Reserve Bank of Zimbabwe

rbz buildingACTING Reserve Bank of Zimbabwe (RBZ) governor Charity Dhliwayo yesterday presented a monetary policy staked against a severe liquidity crunch as she gave banks relief from hefty capital thresholds that forced a scramble for offshore support. The move is unlikely to reassure bitter depositors, who have suffered great anguish since 2004 when over 20 banking institutions collapsed after alleged abuse of depositor funds and mismanagement.While extending the capital concession to an incapacitated sector, Dhliwayo acknowledged that lowly capitalised banking institutions usually resorted to abuse of depositors’ funds to meet operating costs.
The raising of capital thresholds was meant to stem this vice, which has resulted in low depositor confidence in the banking sector.
With Zimbabwe’s high dependence on commodities, Dhliwayo said plummeting prices had conspired with huge import absorption in the country’s frail economy to drain the banking sector of liquidity.

“I present this Monetary Policy Statement (MPS) at a time when the country’s economic landscape is facing increasing challenges,” Dhliwayo told an auditorium full of bankers, business executives and journalists at the RBZ offices in Harare.
Finance Minister Patrick Chinamasa and his deputy Samuel Undenge attended the MPS presentation, alongside RBZ board members who included economist Godfrey Kanyenze, chartered accountant Nyasha Zhou and retired High Court judge Justice George Smith.
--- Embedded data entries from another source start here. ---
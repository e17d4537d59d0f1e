use std::sync::atomic::{AtomicU64, Ordering};

/// Process-wide counter handing out ids from 1 upwards.
pub struct IdSequence(AtomicU64);

impl IdSequence {
    pub const fn new() -> Self {
        Self(AtomicU64::new(1))
    }

    pub fn next(&self) -> u64 {
        self.0.fetch_add(1, Ordering::Relaxed)
    }
}

impl Default for IdSequence {
    fn default() -> Self {
        Self::new()
    }
}

// Kept apart so log correlation ids never leak into the wire-visible player ids.
static CONNECTIONS: IdSequence = IdSequence::new();
static PLAYERS: IdSequence = IdSequence::new();

pub fn next_connection_id() -> u64 {
    CONNECTIONS.next()
}

pub fn next_player_id() -> u64 {
    PLAYERS.next()
}
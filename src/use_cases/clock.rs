use crate::domain::ports::TickClock;
use crate::domain::timer::{SimulationTick, TickRate};

/// Tick source owned by the scheduler loop; only `advance` moves it.
#[derive(Debug, Clone, Copy)]
pub struct FixedStepClock {
    tick: SimulationTick,
    rate: TickRate,
}

impl FixedStepClock {
    pub fn new(rate: TickRate) -> Self {
        Self::starting_at(SimulationTick::ZERO, rate)
    }

    pub fn starting_at(tick: SimulationTick, rate: TickRate) -> Self {
        Self { tick, rate }
    }

    pub fn advance(&mut self) -> SimulationTick {
        self.tick = self.tick.next();
        self.tick
    }
}

impl TickClock for FixedStepClock {
    fn current_tick(&self) -> SimulationTick {
        self.tick
    }

    fn tick_rate(&self) -> TickRate {
        self.rate
    }
}
// Drifting hazards: spawned at the arena edge on a random timer, collected by ships.

use crate::domain::collision::CollisionMask;
use crate::domain::math::Vec2;
use crate::domain::ports::{DebugSink, TickClock, WorldHistory};
use crate::domain::state::{EntityId, EntityKind, HazardState};
use crate::domain::systems::authority::{HitContext, LifecycleEvent};
use crate::domain::timer::{self, Deadline};
use crate::domain::tuning::{ArenaBounds, HazardTuning};
use crate::domain::world::World;
use rand::{Rng, SeedableRng};
use rand_chacha::ChaCha8Rng;
use std::f32::consts::TAU;
use tracing::{debug, info};

/// Host-only spawner; nothing here is replicated.
pub struct HazardSpawner {
    rng: ChaCha8Rng,
    tuning: HazardTuning,
    bounds: ArenaBounds,
    spawn_delay: Deadline,
    tracked: Vec<EntityId>,
}

impl HazardSpawner {
    pub fn new(tuning: HazardTuning, bounds: ArenaBounds, seed: u64) -> Self {
        Self {
            rng: ChaCha8Rng::seed_from_u64(seed),
            tuning,
            bounds,
            spawn_delay: Deadline::NotRunning,
            tracked: Vec::new(),
        }
    }

    pub fn tracked(&self) -> &[EntityId] {
        &self.tracked
    }

    /// Arms the delay until the first spawn.
    pub fn start<C: TickClock + ?Sized>(&mut self, clock: &C) {
        if self.tuning.enabled {
            self.schedule_next(clock);
        }
    }

    /// Spawns a hazard when the delay has expired and re-arms it.
    pub fn tick<C: TickClock + ?Sized>(&mut self, world: &mut World, clock: &C) -> Option<EntityId> {
        if !timer::is_expired(self.spawn_delay, clock.current_tick()) {
            return None;
        }

        let angle = self.rng.random_range(0.0..TAU);
        let direction = Vec2::new(angle.cos(), angle.sin());
        let position = self.edge_position(direction);
        let speed = uniform(&mut self.rng, self.tuning.min_speed, self.tuning.max_speed);

        let id = world.spawn(
            position,
            direction * speed,
            None,
            EntityKind::Hazard(HazardState {
                radius: self.tuning.radius,
            }),
        );
        self.tracked.push(id);
        self.schedule_next(clock);

        debug!(hazard = %id, x = position.x, y = position.y, speed, "hazard spawned");
        Some(id)
    }

    /// Drops stale references and despawns hazards that drifted out of the arena.
    pub fn despawn_out_of_bounds(&mut self, world: &mut World) -> Vec<EntityId> {
        let bounds = self.bounds;
        let mut removed = Vec::new();

        self.tracked.retain(|id| match world.get(*id) {
            None => false,
            Some(e) if bounds.contains(e.position) => true,
            Some(_) => {
                world.despawn(*id);
                removed.push(*id);
                false
            }
        });
        removed
    }

    fn schedule_next<C: TickClock + ?Sized>(&mut self, clock: &C) {
        let delay = uniform(
            &mut self.rng,
            self.tuning.min_spawn_delay,
            self.tuning.max_spawn_delay,
        );
        self.spawn_delay = timer::start(delay, clock.current_tick(), clock.tick_rate());
    }

    // Entry point on the edge opposite the travel direction, nudged inside.
    fn edge_position(&self, direction: Vec2) -> Vec2 {
        let (bx, by) = (self.bounds.half_width, self.bounds.half_height);
        let p = if direction.x.abs() > direction.y.abs() {
            Vec2::new(-direction.x.signum() * bx, direction.y * by)
        } else {
            Vec2::new(direction.x * bx, -direction.y.signum() * by)
        };
        p - p.normalized() * ArenaBounds::EDGE_INSET
    }
}

fn uniform(rng: &mut ChaCha8Rng, min: f32, max: f32) -> f32 {
    if max > min {
        rng.random_range(min..max)
    } else {
        min
    }
}

/// Ship-side check for hazards: the nearest live one is consumed for a point.
pub fn resolve_hazard_hit<H, C, D>(
    world: &mut World,
    id: EntityId,
    ctx: &HitContext<'_, H, C, D>,
) -> Option<LifecycleEvent>
where
    H: WorldHistory + ?Sized,
    C: TickClock + ?Sized,
    D: DebugSink + ?Sized,
{
    let ship = world.get(id)?;
    let radius = ship.player()?.damage_radius;
    if !ship.alive {
        return None;
    }

    let hits = ctx.lag.query(
        ctx.history,
        ctx.clock,
        ship.position,
        radius,
        ship.authority,
        CollisionMask::HAZARD,
    );
    let hazard = hits
        .iter()
        .find(|hit| world.get(hit.target).is_some_and(|h| h.is_hazard() && h.alive))?
        .target;

    world.despawn(hazard);
    let player = world.get_mut(id)?.player_mut()?;
    player.score += 1;
    player.scale = ctx.tuning.scale_for(player.score);
    let score = player.score;

    ctx.debug.push(&format!("Collide {id} with {hazard}"));
    info!(player = %id, %hazard, score, "hazard consumed");

    Some(LifecycleEvent::HazardConsumed {
        entity: id,
        hazard,
        score,
    })
}
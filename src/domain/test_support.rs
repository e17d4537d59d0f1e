use std::sync::{Arc, Mutex};

use crate::domain::ports::{DebugSink, TickClock};
use crate::domain::timer::{SimulationTick, TickRate};

// Fixed tick source for deterministic simulation tests.
#[derive(Clone, Copy)]
pub(crate) struct FixedClock {
    pub(crate) tick: SimulationTick,
    pub(crate) rate: TickRate,
}

impl FixedClock {
    pub(crate) fn at(tick: u64) -> Self {
        Self {
            tick: SimulationTick(tick),
            rate: TickRate::DEFAULT,
        }
    }
}

impl TickClock for FixedClock {
    fn current_tick(&self) -> SimulationTick {
        self.tick
    }

    fn tick_rate(&self) -> TickRate {
        self.rate
    }
}

// Debug sink that keeps every line so tests can inspect collision notices.
#[derive(Clone, Default)]
pub(crate) struct RecordingSink {
    lines: Arc<Mutex<Vec<String>>>,
}

impl RecordingSink {
    pub(crate) fn lines(&self) -> Vec<String> {
        self.lines.lock().expect("sink mutex poisoned").clone()
    }
}

impl DebugSink for RecordingSink {
    fn push(&self, line: &str) {
        self.lines
            .lock()
            .expect("sink mutex poisoned")
            .push(line.to_string());
    }
}
// Non-authoritative view of the arena built from replicated snapshots.
//
// Never schedules timers or writes the alive flag on its own; it adopts whatever the host
// published and only runs the local death reset when it sees a ship go down.

use super::simulation::Simulation;
use super::types::{TickReport, WorldUpdate};
use crate::domain::math::Vec2;
use crate::domain::ports::TickClock;
use crate::domain::state::{
    AuthorityId, Buttons, Entity, EntityId, EntityKind, EntitySnapshot, HazardState,
    PlayerInput, PlayerState, ProjectileState, SnapshotPayload,
};
use crate::domain::systems::authority::apply_death_reset;
use crate::domain::timer::{Deadline, SimulationTick};
use crate::domain::tuning::PlayerTuning;
use std::collections::BTreeMap;
use tracing::debug;

pub struct RemoteMirror {
    entities: BTreeMap<EntityId, Entity>,
    tuning: PlayerTuning,
    tick: SimulationTick,
    pending: Option<WorldUpdate>,
}

impl RemoteMirror {
    pub fn new(tuning: PlayerTuning) -> Self {
        Self {
            entities: BTreeMap::new(),
            tuning,
            tick: SimulationTick::ZERO,
            pending: None,
        }
    }

    /// Queues an update for the next advance; only the newest one is kept.
    pub fn receive(&mut self, update: WorldUpdate) {
        if update.tick < self.tick.get() {
            return;
        }
        self.pending = Some(update);
    }

    pub fn get(&self, id: EntityId) -> Option<&Entity> {
        self.entities.get(&id)
    }

    fn adopt(&mut self, update: WorldUpdate, clock: &dyn TickClock, report: &mut TickReport) {
        let elapsed_ticks = update.tick.saturating_sub(self.tick.get()).max(1);
        let dt = elapsed_ticks as f32 * clock.delta_time();

        let mut next = BTreeMap::new();
        for snapshot in &update.entities {
            let (mut entity, died) = match self.entities.remove(&snapshot.id) {
                Some(mut known) => {
                    let was_alive = known.alive;
                    known.velocity = (snapshot.position - known.position) * (1.0 / dt);
                    overwrite(&mut known, snapshot, &self.tuning);
                    let died = was_alive && !known.alive;
                    (known, died)
                }
                None => (mirror_entity(snapshot, &self.tuning), false),
            };
            if died {
                apply_death_reset(&mut entity, &self.tuning);
                report.deaths_observed.push(entity.id);
            }
            next.insert(snapshot.id, entity);
        }

        self.entities = next;
        self.tick = SimulationTick(update.tick);
    }
}

impl Simulation for RemoteMirror {
    fn is_authoritative(&self) -> bool {
        false
    }

    fn current_tick(&self) -> SimulationTick {
        self.tick
    }

    fn submit_input(&mut self, authority: AuthorityId, _input: PlayerInput) {
        debug!(%authority, "mirror ignores local input");
    }

    fn advance(&mut self, clock: &dyn TickClock) -> TickReport {
        let mut report = TickReport::new(self.tick);
        if let Some(update) = self.pending.take() {
            self.adopt(update, clock, &mut report);
            report.tick = self.tick;
        }
        report
    }

    fn snapshots(&self) -> Vec<EntitySnapshot> {
        self.entities.values().map(EntitySnapshot::from).collect()
    }
}

fn overwrite(entity: &mut Entity, snapshot: &EntitySnapshot, tuning: &PlayerTuning) {
    entity.alive = snapshot.alive;
    entity.position = snapshot.position;
    entity.authority = snapshot.owner;
    match (&mut entity.kind, &snapshot.payload) {
        (
            EntityKind::Player(p),
            SnapshotPayload::Player {
                display_name,
                score,
                scale,
            },
        ) => {
            p.display_name.clone_from(display_name);
            p.score = *score;
            p.scale = *scale;
        }
        (EntityKind::Projectile(p), SnapshotPayload::Projectile { heading }) => {
            p.heading = *heading;
        }
        (EntityKind::Hazard(h), SnapshotPayload::Hazard { radius }) => h.radius = *radius,
        (kind, payload) => {
            debug!(entity = %entity.id, ?payload, "kind changed under the same id");
            *kind = mirror_kind(snapshot, payload, tuning);
        }
    }
}

fn mirror_entity(snapshot: &EntitySnapshot, tuning: &PlayerTuning) -> Entity {
    Entity {
        id: snapshot.id,
        position: snapshot.position,
        velocity: Vec2::ZERO,
        authority: snapshot.owner,
        alive: snapshot.alive,
        // Timers stay with the host.
        respawn: Deadline::NotRunning,
        kind: mirror_kind(snapshot, &snapshot.payload, tuning),
    }
}

fn mirror_kind(
    snapshot: &EntitySnapshot,
    payload: &SnapshotPayload,
    tuning: &PlayerTuning,
) -> EntityKind {
    match payload {
        SnapshotPayload::Player {
            display_name,
            score,
            scale,
        } => EntityKind::Player(PlayerState {
            display_name: display_name.clone(),
            score: *score,
            damage_radius: tuning.damage_radius,
            scale: *scale,
            facing: Vec2::UP,
            buttons_previous: Buttons::NONE,
            shoot_cooldown: Deadline::NotRunning,
        }),
        SnapshotPayload::Projectile { heading } => EntityKind::Projectile(ProjectileState {
            owner: snapshot.owner.unwrap_or(AuthorityId(0)),
            lifetime: Deadline::NotRunning,
            heading: *heading,
            radius: 0.0,
        }),
        SnapshotPayload::Hazard { radius } => EntityKind::Hazard(HazardState { radius: *radius }),
    }
}
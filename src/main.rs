#[tokio::main]
async fn main() -> std::io::Result<()> {
    arena_host::frameworks::server::run_with_config().await
}
// Participant ranking derived from replicated snapshots. Rendering lives elsewhere.

use crate::domain::state::{AuthorityId, EntitySnapshot, SnapshotPayload};
use serde::Serialize;

#[derive(Debug, Clone, PartialEq, Eq, Serialize)]
pub struct RankEntry {
    pub authority: AuthorityId,
    pub display_name: String,
    pub score: u32,
}

/// Highest score first; equal scores keep ascending authority order.
pub fn rank<'a>(snapshots: impl IntoIterator<Item = &'a EntitySnapshot>) -> Vec<RankEntry> {
    let mut entries: Vec<RankEntry> = snapshots
        .into_iter()
        .filter_map(|s| match (&s.payload, s.owner) {
            (SnapshotPayload::Player { display_name, score, .. }, Some(authority)) => {
                Some(RankEntry {
                    authority,
                    display_name: display_name.clone(),
                    score: *score,
                })
            }
            _ => None,
        })
        .collect();

    entries.sort_by(|a, b| b.score.cmp(&a.score).then(a.authority.cmp(&b.authority)));
    entries
}
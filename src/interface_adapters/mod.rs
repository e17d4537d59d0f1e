// Interface adapters: wire protocol and network handling.

pub mod net;
pub mod protocol;
pub mod state;
pub mod utils;
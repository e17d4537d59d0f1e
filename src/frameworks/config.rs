use crate::domain::errors::ConfigError;
use crate::domain::math::Vec2;
use crate::domain::spawner::SpawnRegistry;
use crate::domain::systems::lag_compensation::CompensationPolicy;
use crate::domain::timer::TickRate;
use crate::domain::tuning::{
    ArenaBounds, ArenaTuning, HazardTuning, PlayerTuning, ProjectileTuning,
};
use crate::use_cases::HostSettings;
use serde::Deserialize;
use std::path::{Path, PathBuf};
use std::{env, time::Duration};

// Runtime/server constants (not gameplay tuning).

pub fn http_port() -> u16 {
    env::var("ARENA_PORT")
        .ok()
        .and_then(|v| v.parse().ok())
        .unwrap_or(3001)
}

pub fn tick_rate() -> Result<TickRate, ConfigError> {
    parse_tick_rate(env::var("ARENA_TICK_RATE").ok().as_deref())
}

/// Unparseable or absent values mean the default rate.
pub fn parse_tick_rate(raw: Option<&str>) -> Result<TickRate, ConfigError> {
    match raw.and_then(|v| v.trim().parse::<u32>().ok()) {
        Some(value) if value > MAX_TICK_RATE => Err(ConfigError::TickRateTooHigh {
            value,
            max: MAX_TICK_RATE,
        }),
        Some(value) => TickRate::new(value).ok_or(ConfigError::ZeroTickRate),
        None => Ok(TickRate::DEFAULT),
    }
}

pub fn seed() -> u64 {
    env::var("ARENA_SEED")
        .ok()
        .and_then(|v| v.parse().ok())
        .unwrap_or(DEFAULT_SEED)
}

pub fn arena_config_path() -> Option<PathBuf> {
    env::var_os("ARENA_CONFIG").map(PathBuf::from)
}

pub fn presentation_interval() -> Duration {
    presentation_interval_from(env::var("ARENA_PRESENTATION_HZ").ok().as_deref())
}

/// Rates are clamped to `1..=MAX_PRESENTATION_HZ`; anything unparseable means 20 Hz.
pub fn presentation_interval_from(raw: Option<&str>) -> Duration {
    let hz = raw
        .and_then(|v| v.trim().parse::<u32>().ok())
        .unwrap_or(DEFAULT_PRESENTATION_HZ)
        .clamp(1, MAX_PRESENTATION_HZ);
    Duration::from_secs_f64(1.0 / hz as f64)
}

pub fn match_start_delay() -> Duration {
    let secs = env::var("ARENA_MATCH_START_SECONDS")
        .ok()
        .and_then(|v| v.parse::<u64>().ok())
        .unwrap_or(3);
    Duration::from_secs(secs)
}

pub const INPUT_CHANNEL_CAPACITY: usize = 1024;
pub const WORLD_BROADCAST_CAPACITY: usize = 128;
pub const PING_INTERVAL: Duration = Duration::from_secs(1);
pub const DEFAULT_SEED: u64 = 0x5EED;
pub const MAX_TICK_RATE: u32 = 1000;
pub const DEFAULT_PRESENTATION_HZ: u32 = 20;
pub const MAX_PRESENTATION_HZ: u32 = 240;

/// Arena layout and gameplay tuning, read from a TOML file.
///
/// Every table is optional; missing values fall back to the built-in defaults.
#[derive(Debug, Clone, PartialEq, Deserialize)]
#[serde(default)]
pub struct ArenaConfig {
    pub spawn_points: Vec<Vec2>,
    pub bounds: ArenaBounds,
    pub player: PlayerTuning,
    pub projectile: ProjectileTuning,
    pub hazard: HazardTuning,
    pub compensation: CompensationPolicy,
    // Ticks of collider history kept for rewound queries.
    pub history_ticks: usize,
}

impl Default for ArenaConfig {
    fn default() -> Self {
        Self {
            spawn_points: vec![
                Vec2::new(-30.0, -30.0),
                Vec2::new(30.0, -30.0),
                Vec2::new(-30.0, 30.0),
                Vec2::new(30.0, 30.0),
            ],
            bounds: ArenaBounds::default(),
            player: PlayerTuning::default(),
            projectile: ProjectileTuning::default(),
            hazard: HazardTuning::default(),
            compensation: CompensationPolicy::default(),
            history_ticks: 64,
        }
    }
}

impl ArenaConfig {
    pub fn from_toml_str(text: &str) -> Result<Self, ConfigError> {
        Ok(toml::from_str(text)?)
    }

    /// Reads `path` when given, otherwise the defaults.
    pub fn load(path: Option<&Path>) -> Result<Self, ConfigError> {
        let Some(path) = path else {
            return Ok(Self::default());
        };
        let text = std::fs::read_to_string(path).map_err(|source| ConfigError::Read {
            path: path.display().to_string(),
            source,
        })?;
        Self::from_toml_str(&text)
    }

    pub fn tuning(&self) -> ArenaTuning {
        ArenaTuning {
            player: self.player,
            projectile: self.projectile,
            hazard: self.hazard,
            bounds: self.bounds,
        }
    }

    /// Fails on an empty spawn point list.
    pub fn host_settings(&self, seed: u64) -> Result<HostSettings, ConfigError> {
        Ok(HostSettings {
            registry: SpawnRegistry::new(self.spawn_points.clone())?,
            tuning: self.tuning(),
            compensation: self.compensation,
            history_ticks: self.history_ticks,
            seed,
        })
    }
}

#[cfg(test)]
mod tests {
    use super::*;

    #[test]
    fn when_the_bundled_arena_file_is_parsed_then_it_yields_valid_host_settings() {
        let config = ArenaConfig::from_toml_str(include_str!("../../config/arena.toml"))
            .expect("bundled config parses");

        assert!(!config.spawn_points.is_empty());
        assert!(config.host_settings(1).is_ok());
    }

    #[test]
    fn when_only_some_values_are_given_then_the_rest_default() {
        let config = ArenaConfig::from_toml_str(
            r#"
            history_ticks = 32

            [player]
            respawn_seconds = 2.0

            [compensation]
            mode = "fixed_ticks"
            ticks = 4
            "#,
        )
        .expect("partial config parses");

        assert_eq!(config.history_ticks, 32);
        assert_eq!(config.player.respawn_seconds, 2.0);
        assert_eq!(config.player.damage_radius, PlayerTuning::default().damage_radius);
        assert_eq!(config.compensation, CompensationPolicy::FixedTicks { ticks: 4 });
        assert_eq!(config.spawn_points.len(), 4);
    }

    #[test]
    fn when_spawn_points_are_empty_then_settings_fail_with_a_config_error() {
        let config = ArenaConfig::from_toml_str("spawn_points = []").expect("parses");
        assert!(matches!(
            config.host_settings(1),
            Err(ConfigError::EmptySpawnRegistry)
        ));
    }

    #[test]
    fn when_the_file_is_malformed_then_a_parse_error_is_returned() {
        assert!(matches!(
            ArenaConfig::from_toml_str("history_ticks = \"lots\""),
            Err(ConfigError::Parse(_))
        ));
    }

    #[test]
    fn when_the_file_is_missing_then_a_read_error_names_it() {
        let err = ArenaConfig::load(Some(Path::new("/nonexistent/arena.toml")))
            .expect_err("missing file");
        assert!(err.to_string().contains("/nonexistent/arena.toml"));
    }

    #[test]
    fn when_the_tick_rate_is_out_of_range_then_it_is_rejected() {
        assert_eq!(parse_tick_rate(None).expect("default"), TickRate::DEFAULT);
        assert_eq!(parse_tick_rate(Some("abc")).expect("default"), TickRate::DEFAULT);
        assert_eq!(parse_tick_rate(Some("120")).expect("valid").interval(), Duration::from_secs_f64(1.0 / 120.0));
        assert!(matches!(parse_tick_rate(Some("0")), Err(ConfigError::ZeroTickRate)));
        assert!(matches!(
            parse_tick_rate(Some("4000000000")),
            Err(ConfigError::TickRateTooHigh { value: 4_000_000_000, max: MAX_TICK_RATE })
        ));
    }

    #[test]
    fn when_the_presentation_rate_is_huge_or_zero_then_the_interval_stays_positive() {
        let fastest = Duration::from_secs_f64(1.0 / MAX_PRESENTATION_HZ as f64);

        assert_eq!(presentation_interval_from(Some("4294967295")), fastest);
        assert_eq!(presentation_interval_from(Some("0")), Duration::from_secs(1));
        assert_eq!(presentation_interval_from(None), Duration::from_millis(50));
        assert!(presentation_interval_from(Some("4294967295")) > Duration::ZERO);
    }
}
After noting some of the challenges, notably an economic slow-down worsened by an expanding current account deficit, Dhliwayo said expectantly: “I remain optimistic that the economic prospects for Zimbabwe will not disappoint, provided we decisively and holistically implement all the ingredients as embodied in Zim-Asset.”
Zim-Asset is a government blueprint created to spearhead Zimbabwe’s economic revival.
 She highlighted that the banking sector – once the only seaworthy vessel in Zimbabwe’s stricken economy – remained generally stable but admitted there were “institution specific weaknesses” among surviving banks.
Dhliwayo said there were currently 21 banking institutions operating following the cancellation of Trust Bank’s operating licence last month. Another bank, Interfin, which she said had collapsed under the weight of insider loans, is still under curatorship.
Dhliwayo revised bank capital thresholds to early 2012 levels, giving existing banks significant respite.
Former RBZ governor Gideon Gono announced in July 2012 a steep increase in minimum capital requirements for commercial and merchant banks to US$100 million, from US$12,5 million and US$10 million respectively, while capital thresholds for building societies were hiked from US$10 million to US$80 million.
Dhliwayo said the capital levels would revert to the pre-July 2012 hike, but warned that strong capital bases were still pivotal for the banking sector’s ability to contribute meaningfully to economic growth and development through financial intermediation.
“Importantly, capital enhances a bank’s capacity to attract deposits and acts as a cushion against losses,” said Dhliwayo.
While a number of banking institutions have closed since dollarisation, with many twisting in the wind mainly due to mismanagement and underperforming loan portfolios dominated by insider loans, those remaining have struggled to mobilise sufficient funds to recapitalise and would find the RBZ announcement as a tonic.
Sadly for depositors, the situation in the sector appears worrisome: Recently, depositors have failed to withdraw their money from several sector players, dealing a heavy blow to depositor confidence which had already been low.
The acting governor contended that there were banks that still faced challenges.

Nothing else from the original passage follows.